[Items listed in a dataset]
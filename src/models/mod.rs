//! Models module for the reading library
//!
//! This module contains the data models shared by the text engines,
//! the store and the JavaScript API.

pub mod core;
pub mod dictionary;
pub mod elements;

// Re-export commonly used types
pub use core::*;
pub use dictionary::*;
pub use elements::*;
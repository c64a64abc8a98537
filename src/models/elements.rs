//! Element types and enumerations for the reading library
//!
//! Small closed sets of values shared between the document model, the
//! highlight engine and the JavaScript API.

use serde::{Deserialize, Serialize};

/// Reading mode of a document
///
/// The mode decides which selection tools the front end offers:
/// study mode paints highlights, vocabulary mode captures dictionary entries.
#[derive(Clone, Copy, Debug, Default, PartialEq, Eq, Hash, Serialize, Deserialize)]
#[serde(rename_all = "lowercase")]
pub enum DocumentMode {
    /// Typing only, no selection tools
    #[default]
    #[serde(rename = "normal")]
    Plain,

    /// Selections can be saved into the dictionary
    Vocabulary,

    /// Selections can be highlighted in color
    Study,
}

impl DocumentMode {
    pub fn name(&self) -> &'static str {
        match self {
            DocumentMode::Plain => "normal",
            DocumentMode::Vocabulary => "vocabulary",
            DocumentMode::Study => "study",
        }
    }

    /// Whether highlights may be painted or erased in this mode
    pub fn allows_highlights(&self) -> bool {
        matches!(self, DocumentMode::Study)
    }

    /// Whether selections may be saved to the dictionary in this mode
    pub fn allows_vocabulary(&self) -> bool {
        matches!(self, DocumentMode::Vocabulary)
    }
}

/// Paint color of a highlight
#[derive(Clone, Copy, Debug, PartialEq, Eq, Hash, Serialize, Deserialize)]
#[serde(rename_all = "lowercase")]
pub enum HighlightColor {
    Red,
    Blue,
    Green,
}

impl HighlightColor {
    /// Parse a color name ("red", "blue", "green")
    pub fn from_name(name: &str) -> Option<Self> {
        match name.trim().to_ascii_lowercase().as_str() {
            "red" => Some(HighlightColor::Red),
            "blue" => Some(HighlightColor::Blue),
            "green" => Some(HighlightColor::Green),
            _ => None,
        }
    }

    pub fn name(&self) -> &'static str {
        match self {
            HighlightColor::Red => "red",
            HighlightColor::Blue => "blue",
            HighlightColor::Green => "green",
        }
    }
}

#[cfg(test)]
mod tests {
    use super::*;

    #[test]
    fn test_mode_wire_names() {
        assert_eq!(serde_json::to_string(&DocumentMode::Plain).unwrap(), "\"normal\"");
        assert_eq!(serde_json::to_string(&DocumentMode::Study).unwrap(), "\"study\"");

        let mode: DocumentMode = serde_json::from_str("\"vocabulary\"").unwrap();
        assert_eq!(mode, DocumentMode::Vocabulary);
    }

    #[test]
    fn test_color_round_trip_names() {
        for color in [HighlightColor::Red, HighlightColor::Blue, HighlightColor::Green] {
            assert_eq!(HighlightColor::from_name(color.name()), Some(color));
        }
        assert_eq!(HighlightColor::from_name("purple"), None);
    }
}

WHAT IS BEING ASKED> Scan the data, and report each line that uses the word "unwrap".

RESULT OF THE EXERCISE>
        assert_eq!(serde_json::to_string(&DocumentMode::Plain).unwrap(), "\"normal\"");
        assert_eq!(serde_json::to_string(&DocumentMode::Study).unwrap(), "\"study\"");
        let mode: DocumentMode = serde_json::from_str("\"vocabulary\"").unwrap();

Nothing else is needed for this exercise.